##### RECORDS SHOWN #####

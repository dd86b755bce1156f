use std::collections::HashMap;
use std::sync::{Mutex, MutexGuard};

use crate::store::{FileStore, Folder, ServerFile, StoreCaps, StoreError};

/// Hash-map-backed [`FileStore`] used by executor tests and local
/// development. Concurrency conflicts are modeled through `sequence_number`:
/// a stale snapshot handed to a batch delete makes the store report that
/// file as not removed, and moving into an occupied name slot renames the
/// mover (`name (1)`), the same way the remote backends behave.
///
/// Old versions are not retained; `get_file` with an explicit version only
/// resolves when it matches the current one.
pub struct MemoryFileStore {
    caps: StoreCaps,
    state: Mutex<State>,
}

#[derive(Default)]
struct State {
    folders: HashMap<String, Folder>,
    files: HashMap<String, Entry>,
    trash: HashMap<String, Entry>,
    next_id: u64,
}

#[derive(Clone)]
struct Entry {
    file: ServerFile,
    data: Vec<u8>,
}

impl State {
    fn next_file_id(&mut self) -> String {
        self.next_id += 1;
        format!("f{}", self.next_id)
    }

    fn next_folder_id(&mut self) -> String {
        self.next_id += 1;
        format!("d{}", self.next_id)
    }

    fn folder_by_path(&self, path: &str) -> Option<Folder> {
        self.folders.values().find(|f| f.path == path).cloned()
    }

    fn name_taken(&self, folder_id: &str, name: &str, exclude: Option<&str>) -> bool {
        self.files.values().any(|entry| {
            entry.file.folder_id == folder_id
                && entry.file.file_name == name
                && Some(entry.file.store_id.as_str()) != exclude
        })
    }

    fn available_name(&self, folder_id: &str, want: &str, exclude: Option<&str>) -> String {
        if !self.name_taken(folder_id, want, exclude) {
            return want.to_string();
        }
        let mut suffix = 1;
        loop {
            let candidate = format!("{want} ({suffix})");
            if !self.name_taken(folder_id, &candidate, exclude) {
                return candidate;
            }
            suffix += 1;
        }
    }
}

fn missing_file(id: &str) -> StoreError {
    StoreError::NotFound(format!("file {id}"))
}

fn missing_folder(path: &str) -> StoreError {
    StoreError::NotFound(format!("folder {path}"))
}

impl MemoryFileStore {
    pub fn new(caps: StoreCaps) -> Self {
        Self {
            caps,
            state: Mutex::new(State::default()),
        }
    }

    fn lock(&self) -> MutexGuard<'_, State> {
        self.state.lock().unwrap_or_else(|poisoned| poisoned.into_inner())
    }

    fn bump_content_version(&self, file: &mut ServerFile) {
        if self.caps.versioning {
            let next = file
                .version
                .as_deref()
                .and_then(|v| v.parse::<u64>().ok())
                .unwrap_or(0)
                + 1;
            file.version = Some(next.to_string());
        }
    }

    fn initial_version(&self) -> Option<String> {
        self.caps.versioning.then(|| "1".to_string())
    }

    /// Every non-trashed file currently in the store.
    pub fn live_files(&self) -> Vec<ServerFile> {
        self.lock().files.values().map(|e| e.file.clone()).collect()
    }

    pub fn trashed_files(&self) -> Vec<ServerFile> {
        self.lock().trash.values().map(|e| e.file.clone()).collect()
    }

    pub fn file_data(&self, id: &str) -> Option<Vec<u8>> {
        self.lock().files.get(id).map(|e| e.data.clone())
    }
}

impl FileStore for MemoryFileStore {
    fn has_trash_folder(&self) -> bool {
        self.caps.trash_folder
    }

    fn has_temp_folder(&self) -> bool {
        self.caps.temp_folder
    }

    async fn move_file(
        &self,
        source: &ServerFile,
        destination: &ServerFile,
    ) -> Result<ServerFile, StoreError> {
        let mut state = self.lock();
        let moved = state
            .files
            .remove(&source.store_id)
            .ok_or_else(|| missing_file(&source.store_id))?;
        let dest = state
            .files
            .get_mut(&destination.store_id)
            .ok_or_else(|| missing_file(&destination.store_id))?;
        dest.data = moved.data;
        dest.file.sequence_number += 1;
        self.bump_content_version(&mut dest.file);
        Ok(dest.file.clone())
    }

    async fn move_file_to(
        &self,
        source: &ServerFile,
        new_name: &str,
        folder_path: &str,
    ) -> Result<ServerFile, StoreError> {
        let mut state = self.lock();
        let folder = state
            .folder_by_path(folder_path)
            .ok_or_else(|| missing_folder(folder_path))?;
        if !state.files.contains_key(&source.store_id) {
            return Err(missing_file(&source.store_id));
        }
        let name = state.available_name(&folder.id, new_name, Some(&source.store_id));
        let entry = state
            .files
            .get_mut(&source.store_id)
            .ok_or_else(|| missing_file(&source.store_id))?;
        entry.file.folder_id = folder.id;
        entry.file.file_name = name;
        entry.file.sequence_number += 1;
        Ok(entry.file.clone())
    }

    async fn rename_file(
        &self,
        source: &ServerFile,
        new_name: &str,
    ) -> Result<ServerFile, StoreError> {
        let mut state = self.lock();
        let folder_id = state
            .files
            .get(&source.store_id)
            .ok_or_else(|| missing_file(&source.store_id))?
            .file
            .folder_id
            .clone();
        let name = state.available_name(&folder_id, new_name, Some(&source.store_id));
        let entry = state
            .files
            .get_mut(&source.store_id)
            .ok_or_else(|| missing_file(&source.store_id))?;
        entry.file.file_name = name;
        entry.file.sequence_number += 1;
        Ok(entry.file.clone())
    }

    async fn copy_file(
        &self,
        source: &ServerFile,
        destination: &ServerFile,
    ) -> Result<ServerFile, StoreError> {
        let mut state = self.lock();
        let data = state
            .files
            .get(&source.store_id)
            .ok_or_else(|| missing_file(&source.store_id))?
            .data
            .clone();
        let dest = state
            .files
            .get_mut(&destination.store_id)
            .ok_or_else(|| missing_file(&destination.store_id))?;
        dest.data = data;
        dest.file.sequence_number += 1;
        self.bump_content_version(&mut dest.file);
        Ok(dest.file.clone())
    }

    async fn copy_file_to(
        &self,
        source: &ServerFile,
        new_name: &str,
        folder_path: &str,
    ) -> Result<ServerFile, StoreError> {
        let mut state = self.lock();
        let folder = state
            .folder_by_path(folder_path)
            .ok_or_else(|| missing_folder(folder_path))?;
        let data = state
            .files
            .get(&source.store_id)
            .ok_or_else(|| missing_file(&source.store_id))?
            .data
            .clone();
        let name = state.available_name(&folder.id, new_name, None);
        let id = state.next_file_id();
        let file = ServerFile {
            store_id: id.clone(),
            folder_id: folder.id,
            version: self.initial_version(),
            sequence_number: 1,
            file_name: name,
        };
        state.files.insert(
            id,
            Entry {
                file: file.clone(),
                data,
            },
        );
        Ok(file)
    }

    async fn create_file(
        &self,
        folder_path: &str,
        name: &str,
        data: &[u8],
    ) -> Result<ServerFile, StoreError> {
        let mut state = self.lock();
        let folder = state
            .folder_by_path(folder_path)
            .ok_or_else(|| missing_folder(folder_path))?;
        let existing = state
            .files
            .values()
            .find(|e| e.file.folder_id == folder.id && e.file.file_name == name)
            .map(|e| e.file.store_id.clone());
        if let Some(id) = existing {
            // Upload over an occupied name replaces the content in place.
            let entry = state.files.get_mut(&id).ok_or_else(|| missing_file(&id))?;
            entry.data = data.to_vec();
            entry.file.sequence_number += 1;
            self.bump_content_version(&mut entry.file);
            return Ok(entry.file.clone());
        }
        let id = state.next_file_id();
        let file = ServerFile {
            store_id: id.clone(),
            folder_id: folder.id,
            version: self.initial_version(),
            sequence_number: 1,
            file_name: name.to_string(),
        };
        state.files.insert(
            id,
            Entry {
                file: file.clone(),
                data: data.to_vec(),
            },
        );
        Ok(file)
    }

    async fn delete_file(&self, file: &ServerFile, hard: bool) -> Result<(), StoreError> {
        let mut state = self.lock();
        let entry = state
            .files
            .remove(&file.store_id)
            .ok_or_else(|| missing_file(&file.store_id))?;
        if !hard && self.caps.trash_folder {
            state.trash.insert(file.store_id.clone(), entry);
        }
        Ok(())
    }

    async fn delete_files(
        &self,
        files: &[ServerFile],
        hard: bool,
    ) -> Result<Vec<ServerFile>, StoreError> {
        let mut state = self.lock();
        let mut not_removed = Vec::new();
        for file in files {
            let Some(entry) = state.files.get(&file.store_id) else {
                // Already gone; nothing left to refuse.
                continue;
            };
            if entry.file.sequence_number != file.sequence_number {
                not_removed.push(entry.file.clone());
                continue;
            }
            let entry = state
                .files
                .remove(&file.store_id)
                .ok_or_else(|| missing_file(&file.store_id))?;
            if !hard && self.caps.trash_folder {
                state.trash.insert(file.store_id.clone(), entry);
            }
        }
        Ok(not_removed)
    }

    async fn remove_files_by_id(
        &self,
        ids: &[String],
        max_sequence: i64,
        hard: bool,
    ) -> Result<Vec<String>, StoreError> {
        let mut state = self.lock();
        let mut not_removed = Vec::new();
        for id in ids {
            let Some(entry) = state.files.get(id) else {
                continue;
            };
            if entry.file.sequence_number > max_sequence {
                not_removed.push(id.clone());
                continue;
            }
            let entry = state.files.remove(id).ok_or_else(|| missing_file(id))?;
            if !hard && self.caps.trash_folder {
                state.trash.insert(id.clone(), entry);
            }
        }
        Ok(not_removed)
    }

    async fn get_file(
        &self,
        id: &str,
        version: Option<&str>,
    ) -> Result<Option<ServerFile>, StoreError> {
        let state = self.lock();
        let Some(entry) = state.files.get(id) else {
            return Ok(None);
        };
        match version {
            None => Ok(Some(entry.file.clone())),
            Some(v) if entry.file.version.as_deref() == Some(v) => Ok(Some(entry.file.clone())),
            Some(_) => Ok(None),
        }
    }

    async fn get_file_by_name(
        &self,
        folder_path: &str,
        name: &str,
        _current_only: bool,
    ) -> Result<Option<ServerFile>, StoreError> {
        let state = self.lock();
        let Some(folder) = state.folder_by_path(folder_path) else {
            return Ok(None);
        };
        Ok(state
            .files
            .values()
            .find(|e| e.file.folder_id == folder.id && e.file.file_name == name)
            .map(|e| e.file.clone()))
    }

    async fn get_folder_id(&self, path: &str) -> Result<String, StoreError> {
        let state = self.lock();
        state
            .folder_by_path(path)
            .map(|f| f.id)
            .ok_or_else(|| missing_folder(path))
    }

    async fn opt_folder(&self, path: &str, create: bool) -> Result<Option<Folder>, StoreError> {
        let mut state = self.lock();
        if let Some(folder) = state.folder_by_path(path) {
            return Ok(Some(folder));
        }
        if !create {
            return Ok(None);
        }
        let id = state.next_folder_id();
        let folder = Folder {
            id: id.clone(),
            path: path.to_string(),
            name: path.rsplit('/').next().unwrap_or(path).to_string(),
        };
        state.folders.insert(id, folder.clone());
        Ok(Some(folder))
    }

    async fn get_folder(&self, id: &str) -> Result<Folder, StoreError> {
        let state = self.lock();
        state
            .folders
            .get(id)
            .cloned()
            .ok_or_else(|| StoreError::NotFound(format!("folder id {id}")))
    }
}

#####

▶ [WORK TASK]: In the entries above, identify each line that includes the string "struct", then copy it.

▶ [TASK ANSWER]:
pub struct MemoryFileStore {
struct State {
struct Entry {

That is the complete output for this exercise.